ECU access is configured by using description files in A2L and ODX format as defined by the ASAM MCD-2 standards. Bus communication on FlexRay, CAN, and LIN is described in the respective FIBEX, CANdb, LDF, or AUTOSAR format. Calibration data is stored in hex formats, while several ASCII formats are supported to exchange subsets of calibration parameters. Measure data is recorded in MDF files. Being a de-facto standard in automotive testing, the binary MDF measurement data format is supported by commonly used data evaluation tools such as MATLAB® and FAMOS.

INCA provides parameter listings and the results of calibration data in XML-format. The configuration of experiments and connected hardware also can be documented in XML-files. To provide for interactive access of parameter and function model descriptions within INCA, an open interface facilitates integration of electronic ECU documentation in PDF or Windows® Help HTML format by the customer.

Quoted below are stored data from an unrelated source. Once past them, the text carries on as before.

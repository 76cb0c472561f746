//! OpenAI 兼容 HTTP 补全客户端
//!
//! POST {base}/chat/completions，Bearer 鉴权，请求体 {model, messages, temperature}；
//! 每次调用受 timeout 上限约束，并与取消令牌竞争，先完成者生效。
//! 非 2xx 响应携带状态码与 {error: {message}} 中的错误信息。

use std::time::Duration;

use async_trait::async_trait;
use reqwest::Client;
use serde::{Deserialize, Serialize};
use tokio_util::sync::CancellationToken;

use crate::core::ChatError;
use crate::llm::{CompletionClient, Connectivity, OnlineFlag};
use crate::memory::Turn;

#[derive(Serialize)]
struct ChatRequest<'a> {
    model: &'a str,
    messages: &'a [Turn],
    temperature: f64,
}

#[derive(Deserialize)]
struct ChatResponse {
    #[serde(default)]
    choices: Vec<Choice>,
}

#[derive(Deserialize)]
struct Choice {
    message: ChoiceMessage,
}

#[derive(Deserialize)]
struct ChoiceMessage {
    content: Option<String>,
}

#[derive(Deserialize)]
struct ErrorBody {
    error: Option<ErrorDetail>,
}

#[derive(Deserialize)]
struct ErrorDetail {
    message: Option<String>,
}

/// HTTP 客户端：持有 reqwest Client、端点、模型名与密钥
pub struct HttpCompletionClient {
    client: Client,
    base_url: String,
    model: String,
    api_key: String,
    timeout: Duration,
    online: OnlineFlag,
}

impl HttpCompletionClient {
    pub fn new(
        base_url: impl Into<String>,
        model: impl Into<String>,
        api_key: impl Into<String>,
        timeout: Duration,
    ) -> Self {
        Self {
            client: Client::new(),
            base_url: base_url.into().trim_end_matches('/').to_string(),
            model: model.into(),
            api_key: api_key.into(),
            timeout,
            online: OnlineFlag::new(),
        }
    }

    /// 共享外部的在线标记（总结生成前会查询它）
    pub fn with_online_flag(mut self, online: OnlineFlag) -> Self {
        self.online = online;
        self
    }

    pub fn online_flag(&self) -> OnlineFlag {
        self.online.clone()
    }

    fn transport_error(&self, e: reqwest::Error) -> ChatError {
        if e.is_timeout() {
            return ChatError::Timeout(self.timeout);
        }
        if e.is_connect() {
            self.online.set_online(false);
        }
        ChatError::Network(e.to_string())
    }

    async fn send(&self, turns: &[Turn], temperature: f64) -> Result<String, ChatError> {
        let url = format!("{}/chat/completions", self.base_url);
        tracing::debug!(url = %url, turns = turns.len(), temperature, "POST chat/completions");

        let response = self
            .client
            .post(&url)
            .bearer_auth(&self.api_key)
            .json(&ChatRequest {
                model: &self.model,
                messages: turns,
                temperature,
            })
            .send()
            .await
            .map_err(|e| self.transport_error(e))?;
        self.online.set_online(true);

        let status = response.status();
        if !status.is_success() {
            let message = response
                .json::<ErrorBody>()
                .await
                .ok()
                .and_then(|body| body.error)
                .and_then(|detail| detail.message)
                .unwrap_or_else(|| "未知错误".to_string());
            return Err(ChatError::Api {
                status: status.as_u16(),
                message,
            });
        }

        let data: ChatResponse = response
            .json()
            .await
            .map_err(|e| ChatError::InvalidResponse(e.to_string()))?;
        data.choices
            .into_iter()
            .next()
            .and_then(|choice| choice.message.content)
            .ok_or_else(|| ChatError::InvalidResponse("missing choices[0].message.content".into()))
    }
}

#[async_trait]
impl CompletionClient for HttpCompletionClient {
    async fn complete(
        &self,
        turns: &[Turn],
        temperature: f64,
        cancel: &CancellationToken,
    ) -> Result<String, ChatError> {
        if cancel.is_cancelled() {
            return Err(ChatError::Cancelled);
        }
        tokio::select! {
            biased;
            _ = cancel.cancelled() => Err(ChatError::Cancelled),
            result = tokio::time::timeout(self.timeout, self.send(turns, temperature)) => {
                result.unwrap_or(Err(ChatError::Timeout(self.timeout)))
            }
        }
    }

    async fn probe(&self) -> Result<u16, ChatError> {
        let url = format!("{}/models", self.base_url);
        let response = tokio::time::timeout(
            self.timeout,
            self.client.get(&url).bearer_auth(&self.api_key).send(),
        )
        .await
        .map_err(|_| ChatError::Timeout(self.timeout))?
        .map_err(|e| self.transport_error(e))?;
        self.online.set_online(true);
        Ok(response.status().as_u16())
    }

    fn model(&self) -> &str {
        &self.model
    }
}
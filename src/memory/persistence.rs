//! 本地持久化：同步键值存储
//!
//! KvStore 以字符串键存 JSON 文本，键不存在视为空序列。SqliteStore 为默认实现（单表 kv），
//! MemoryStore 供测试与无盘运行使用。

use std::collections::HashMap;
use std::path::Path;
use std::sync::Mutex;

use rusqlite::{params, Connection, OptionalExtension};
use serde::de::DeserializeOwned;
use serde::Serialize;

use crate::core::ChatError;

/// 对话记录的存储键
pub const CHAT_HISTORY_KEY: &str = "chatHistory";
/// 总结列表的存储键
pub const SUMMARIES_KEY: &str = "summaries";

/// 同步键值存储：无事务、无淘汰
pub trait KvStore: Send + Sync {
    fn get(&self, key: &str) -> Result<Option<String>, ChatError>;

    fn set(&self, key: &str, value: &str) -> Result<(), ChatError>;

    fn remove(&self, key: &str) -> Result<(), ChatError>;
}

/// 读取并反序列化；键不存在时返回默认值
pub fn load_json<T>(store: &dyn KvStore, key: &str) -> Result<T, ChatError>
where
    T: DeserializeOwned + Default,
{
    match store.get(key)? {
        Some(raw) => serde_json::from_str(&raw)
            .map_err(|e| ChatError::Storage(format!("{key} 反序列化失败: {e}"))),
        None => Ok(T::default()),
    }
}

/// 序列化后整体写入
pub fn save_json<T>(store: &dyn KvStore, key: &str, value: &T) -> Result<(), ChatError>
where
    T: Serialize + ?Sized,
{
    let raw = serde_json::to_string(value)
        .map_err(|e| ChatError::Storage(format!("{key} 序列化失败: {e}")))?;
    store.set(key, &raw)
}

/// 内存实现
#[derive(Debug, Default)]
pub struct MemoryStore {
    inner: Mutex<HashMap<String, String>>,
}

impl MemoryStore {
    pub fn new() -> Self {
        Self::default()
    }

    pub fn contains(&self, key: &str) -> bool {
        self.inner
            .lock()
            .unwrap_or_else(|e| e.into_inner())
            .contains_key(key)
    }
}

impl KvStore for MemoryStore {
    fn get(&self, key: &str) -> Result<Option<String>, ChatError> {
        let map = self.inner.lock().unwrap_or_else(|e| e.into_inner());
        Ok(map.get(key).cloned())
    }

    fn set(&self, key: &str, value: &str) -> Result<(), ChatError> {
        let mut map = self.inner.lock().unwrap_or_else(|e| e.into_inner());
        map.insert(key.to_string(), value.to_string());
        Ok(())
    }

    fn remove(&self, key: &str) -> Result<(), ChatError> {
        let mut map = self.inner.lock().unwrap_or_else(|e| e.into_inner());
        map.remove(key);
        Ok(())
    }
}

/// SQLite 实现：单表 kv(key, value, updated_at)
pub struct SqliteStore {
    conn: Mutex<Connection>,
}

impl SqliteStore {
    /// 打开（或创建）数据库文件；父目录不存在时自动创建
    pub fn open(path: impl AsRef<Path>) -> Result<Self, ChatError> {
        let path = path.as_ref();
        if let Some(parent) = path.parent() {
            std::fs::create_dir_all(parent)
                .map_err(|e| ChatError::Storage(format!("创建数据目录失败: {e}")))?;
        }
        let conn = Connection::open(path).map_err(storage_err)?;
        Self::init(conn)
    }

    pub fn in_memory() -> Result<Self, ChatError> {
        let conn = Connection::open_in_memory().map_err(storage_err)?;
        Self::init(conn)
    }

    fn init(conn: Connection) -> Result<Self, ChatError> {
        conn.execute(
            "CREATE TABLE IF NOT EXISTS kv (
                key TEXT PRIMARY KEY,
                value TEXT NOT NULL,
                updated_at TEXT NOT NULL
            )",
            [],
        )
        .map_err(storage_err)?;
        Ok(Self {
            conn: Mutex::new(conn),
        })
    }
}

fn storage_err(e: rusqlite::Error) -> ChatError {
    ChatError::Storage(e.to_string())
}

impl KvStore for SqliteStore {
    fn get(&self, key: &str) -> Result<Option<String>, ChatError> {
        let conn = self.conn.lock().unwrap_or_else(|e| e.into_inner());
        conn.query_row("SELECT value FROM kv WHERE key = ?1", params![key], |row| {
            row.get(0)
        })
        .optional()
        .map_err(storage_err)
    }

    fn set(&self, key: &str, value: &str) -> Result<(), ChatError> {
        let now = chrono::Utc::now().to_rfc3339();
        let conn = self.conn.lock().unwrap_or_else(|e| e.into_inner());
        conn.execute(
            "INSERT INTO kv (key, value, updated_at) VALUES (?1, ?2, ?3)
             ON CONFLICT(key) DO UPDATE SET value = excluded.value, updated_at = excluded.updated_at",
            params![key, value, now],
        )
        .map_err(storage_err)?;
        Ok(())
    }

    fn remove(&self, key: &str) -> Result<(), ChatError> {
        let conn = self.conn.lock().unwrap_or_else(|e| e.into_inner());
        conn.execute("DELETE FROM kv WHERE key = ?1", params![key])
            .map_err(storage_err)?;
        Ok(())
    }
}

#[cfg(test)]
mod tests {
    use super::*;
    use crate::memory::Turn;

    #[test]
    fn test_missing_key_loads_empty() {
        let store = MemoryStore::new();
        let turns: Vec<Turn> = load_json(&store, CHAT_HISTORY_KEY).unwrap();
        assert!(turns.is_empty());
    }

    #[test]
    fn test_corrupt_value_is_storage_error() {
        let store = MemoryStore::new();
        store.set(CHAT_HISTORY_KEY, "not json").unwrap();
        let err = load_json::<Vec<Turn>>(&store, CHAT_HISTORY_KEY).unwrap_err();
        assert!(matches!(err, ChatError::Storage(_)));
    }

    #[test]
    fn test_sqlite_store_persists_across_reopen() {
        let dir = tempfile::tempdir().unwrap();
        let path = dir.path().join("nested").join("xinyu.db");
        let turns = vec![Turn::user("我最近睡不好"), Turn::assistant("能多说说吗？")];

        {
            let store = SqliteStore::open(&path).unwrap();
            save_json(&store, CHAT_HISTORY_KEY, &turns).unwrap();
            save_json(&store, CHAT_HISTORY_KEY, &turns[..1]).unwrap();
        }

        let store = SqliteStore::open(&path).unwrap();
        let loaded: Vec<Turn> = load_json(&store, CHAT_HISTORY_KEY).unwrap();
        assert_eq!(loaded, turns[..1].to_vec());

        store.remove(CHAT_HISTORY_KEY).unwrap();
        assert!(store.get(CHAT_HISTORY_KEY).unwrap().is_none());
    }
}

For tool integration, INCA offers application programming interfaces (APIs). The COM-API is based on the Microsoft COM (Component Object Model) standard. COM-API facilitates remote control of almost all INCA functions and provides maximum flexibility. Using INCA-MIP, MATLAB® scripts can be employed to automate or semi-automate calibration procedures. Manual input provided to the scripts by INCA-MIP can be combined with numerical calculation and optimization routines that utilize the rich MATLAB® libraries and toolboxes.

The programming interface INCA-INS.DK allows users to develop own display windows for measurements and calibration parameters and to integrate them into the experiment environment of INCA.